Nel mondo etnologico africano il significato culturale della maschera trascende il problema dell’identità di chi la indossa, perchè il fine non è il travestimento ma la materializzazione di un’idea, di una presentazione diversa che supera i confini del reale sconfinando nella dimensione simbolica.
I più antichi documenti figurativi lasciati dall’uomo (incisioni e pitture rupresti nel Tassil, Ennedi, Chad e Kalahari) testimoniano l’uso delle maschere di animali nel corso di riti a scopo propiziatorio, per favorire l’andamento della caccia.

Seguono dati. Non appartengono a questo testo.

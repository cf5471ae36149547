//! Canonical request parameters.
//!
//! `Params` is a nested string-keyed configuration that flattens into an
//! `application/x-www-form-urlencoded` body: nested maps become `parent[key]`,
//! lists become `parent[key][i]`. The encoded pairs are sorted, so equal
//! inputs always produce byte-identical output.

use std::collections::BTreeMap;

use thiserror::Error;

use crate::app_error::AppError;

#[derive(Error, Debug, PartialEq, Eq)]
pub enum ParamsError {
    #[error("type mismatch for parameter {key:?}: {found} is not a map, list or scalar")]
    TypeMismatch { key: String, found: &'static str },
}

impl From<ParamsError> for AppError {
    fn from(err: ParamsError) -> Self {
        AppError::InvalidInput(err.to_string())
    }
}

#[derive(Debug, Clone, PartialEq)]
pub enum ParamValue {
    Str(String),
    Int(i64),
    Float(f64),
    Bool(bool),
    List(Vec<ParamValue>),
    Map(Params),
}

#[derive(Debug, Clone, Default, PartialEq)]
pub struct Params(BTreeMap<String, ParamValue>);

impl Params {
    pub fn new() -> Self {
        Self::default()
    }

    /// Builder-style insert.
    pub fn set(mut self, key: impl Into<String>, value: impl Into<ParamValue>) -> Self {
        self.insert(key, value);
        self
    }

    pub fn insert(&mut self, key: impl Into<String>, value: impl Into<ParamValue>) {
        self.0.insert(key.into(), value.into());
    }

    pub fn get(&self, key: &str) -> Option<&ParamValue> {
        self.0.get(key)
    }

    pub fn is_empty(&self) -> bool {
        self.0.is_empty()
    }

    /// Encode into the canonical form used for request bodies.
    pub fn encode(&self) -> String {
        let mut pairs: Vec<String> = Vec::new();
        self.flatten_into("", &mut pairs);
        pairs.sort();
        pairs.join("&")
    }

    fn flatten_into(&self, parent: &str, out: &mut Vec<String>) {
        for (key, value) in &self.0 {
            let key = if parent.is_empty() {
                key.clone()
            } else {
                format!("{}[{}]", parent, key)
            };
            value.flatten_into(&key, out);
        }
    }
}

impl ParamValue {
    fn flatten_into(&self, key: &str, out: &mut Vec<String>) {
        match self {
            ParamValue::Map(params) => params.flatten_into(key, out),
            ParamValue::List(items) => {
                for (i, item) in items.iter().enumerate() {
                    item.flatten_into(&format!("{}[{}]", key, i), out);
                }
            }
            scalar => out.push(format!("{}={}", key, escape(&scalar.scalar_text()))),
        }
    }

    fn scalar_text(&self) -> String {
        match self {
            ParamValue::Str(s) => s.clone(),
            ParamValue::Int(n) => n.to_string(),
            ParamValue::Float(f) => f.to_string(),
            ParamValue::Bool(b) => b.to_string(),
            ParamValue::List(_) | ParamValue::Map(_) => String::new(),
        }
    }
}

fn escape(value: &str) -> String {
    url::form_urlencoded::byte_serialize(value.as_bytes()).collect()
}

fn json_kind(value: &serde_json::Value) -> &'static str {
    match value {
        serde_json::Value::Null => "null",
        serde_json::Value::Bool(_) => "bool",
        serde_json::Value::Number(_) => "number",
        serde_json::Value::String(_) => "string",
        serde_json::Value::Array(_) => "array",
        serde_json::Value::Object(_) => "object",
    }
}

/// `path` is the bracketed key of `value`, used to name it in errors.
fn value_from_json(path: &str, value: serde_json::Value) -> Result<ParamValue, ParamsError> {
    Ok(match value {
        serde_json::Value::String(s) => ParamValue::Str(s),
        serde_json::Value::Bool(b) => ParamValue::Bool(b),
        serde_json::Value::Number(n) => match n.as_i64() {
            Some(i) => ParamValue::Int(i),
            None => ParamValue::Float(n.as_f64().unwrap_or_default()),
        },
        serde_json::Value::Array(items) => ParamValue::List(
            items
                .into_iter()
                .enumerate()
                .map(|(i, item)| value_from_json(&format!("{}[{}]", path, i), item))
                .collect::<Result<_, _>>()?,
        ),
        serde_json::Value::Object(map) => ParamValue::Map(params_from_json(Some(path), map)?),
        serde_json::Value::Null => {
            return Err(ParamsError::TypeMismatch {
                key: path.to_string(),
                found: "null",
            });
        }
    })
}

fn params_from_json(
    parent: Option<&str>,
    map: serde_json::Map<String, serde_json::Value>,
) -> Result<Params, ParamsError> {
    let mut params = Params::new();
    for (key, value) in map {
        let path = match parent {
            Some(parent) => format!("{}[{}]", parent, key),
            None => key.clone(),
        };
        let converted = value_from_json(&path, value)?;
        params.insert(key, converted);
    }
    Ok(params)
}

impl TryFrom<serde_json::Value> for Params {
    type Error = ParamsError;

    fn try_from(value: serde_json::Value) -> Result<Self, Self::Error> {
        match value {
            serde_json::Value::Object(map) => params_from_json(None, map),
            other => Err(ParamsError::TypeMismatch {
                key: String::new(),
                found: json_kind(&other),
            }),
        }
    }
}

impl From<&str> for ParamValue {
    fn from(value: &str) -> Self {
        ParamValue::Str(value.to_string())
    }
}

impl From<String> for ParamValue {
    fn from(value: String) -> Self {
        ParamValue::Str(value)
    }
}

impl From<&String> for ParamValue {
    fn from(value: &String) -> Self {
        ParamValue::Str(value.clone())
    }
}

impl From<i64> for ParamValue {
    fn from(value: i64) -> Self {
        ParamValue::Int(value)
    }
}

impl From<i32> for ParamValue {
    fn from(value: i32) -> Self {
        ParamValue::Int(value.into())
    }
}

impl From<u32> for ParamValue {
    fn from(value: u32) -> Self {
        ParamValue::Int(value.into())
    }
}

impl From<f64> for ParamValue {
    fn from(value: f64) -> Self {
        ParamValue::Float(value)
    }
}

impl From<bool> for ParamValue {
    fn from(value: bool) -> Self {
        ParamValue::Bool(value)
    }
}

impl From<Params> for ParamValue {
    fn from(value: Params) -> Self {
        ParamValue::Map(value)
    }
}

impl<T: Into<ParamValue>> From<Vec<T>> for ParamValue {
    fn from(value: Vec<T>) -> Self {
        ParamValue::List(value.into_iter().map(Into::into).collect())
    }
}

Già da queste figurazioni si intuisce il desiderio intimo dell’africano di entrare in contatto con le forze vitali che animano il mondo.

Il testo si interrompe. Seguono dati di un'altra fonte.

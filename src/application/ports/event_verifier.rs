use crate::{app_error::AppResult, domain::entities::event::ProviderEvent};

/// Turns a raw webhook payload and its signature header into a trusted event.
///
/// Fails with `SignatureInvalid` when the signature does not match or is
/// outside the accepted time window.
pub trait EventVerifier: Send + Sync {
    fn verify(&self, payload: &[u8], signature: &str) -> AppResult<ProviderEvent>;
}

Nell’iniziazione la maschera ha il compito di drammatizzare la trasmissione del sapere tribale fornendo regole etico-comportamentali della vita collettiva.

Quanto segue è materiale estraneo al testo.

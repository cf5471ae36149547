use sqlx::PgPool;

use crate::{
    app_error::AppError, domain::entities::payment_method::PaymentMethodDetails,
};

const MAX_JSON_LOG_LEN: usize = 200;

/// Decode a stored payment method `info` column, logging and falling back to
/// `Unknown` when the JSON does not match its type tag.
pub fn parse_payment_method_info(
    kind: &str,
    json: serde_json::Value,
    payment_method_id: &str,
) -> PaymentMethodDetails {
    let raw_str = json.to_string();
    PaymentMethodDetails::from_info(kind, json).unwrap_or_else(|err| {
        let truncated = if raw_str.len() > MAX_JSON_LOG_LEN {
            format!("{}...", raw_str.chars().take(MAX_JSON_LOG_LEN).collect::<String>())
        } else {
            raw_str
        };

        tracing::warn!(
            payment_method_id = payment_method_id,
            kind = kind,
            raw_json = %truncated,
            error = %err,
            "Failed to parse payment method info, using unknown details"
        );
        PaymentMethodDetails::Unknown
    })
}

pub mod customer;
pub mod event;
pub mod in_memory;
pub mod invoice;
pub mod payment_method;
pub mod store;
pub mod subscription;

#[derive(Clone)]
pub struct PostgresPersistence {
    pool: PgPool,
}

impl PostgresPersistence {
    pub fn new(pool: PgPool) -> Self {
        PostgresPersistence { pool }
    }

    pub fn pool(&self) -> &PgPool {
        &self.pool
    }
}

impl From<sqlx::Error> for AppError {
    fn from(err: sqlx::Error) -> Self {
        match &err {
            sqlx::Error::RowNotFound => AppError::NotFound,
            sqlx::Error::Database(db_err) => {
                let msg = db_err.message();
                // PostgreSQL unique violation
                if msg.contains("duplicate key") || msg.contains("unique constraint") {
                    AppError::InvalidInput("A record with this value already exists".into())
                }
                // PostgreSQL not-null violation
                else if msg.contains("null value") && msg.contains("violates not-null") {
                    AppError::InvalidInput("Required field is missing".into())
                } else {
                    tracing::error!(error = ?err, "Database error");
                    AppError::Database("Database operation failed".into())
                }
            }
            _ => {
                tracing::error!(error = ?err, "Database error");
                AppError::Database("Database operation failed".into())
            }
        }
    }
}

Nei riti funebri la maschera è un elemento catalizzatore delle forze della natura che la morte ha disgregato.
Nelle società segrete, la maschera con tratti terrificanti è strumento di forza e controllo sociale evocando terribili potenze soprannaturali.
Nei riti agrari e di fertilitàla maschera evoca momenti di rigenerazione sociale e cosmica e si rivive il tempo mitico in cui vennero insegnate agli uomini le tecniche agricole.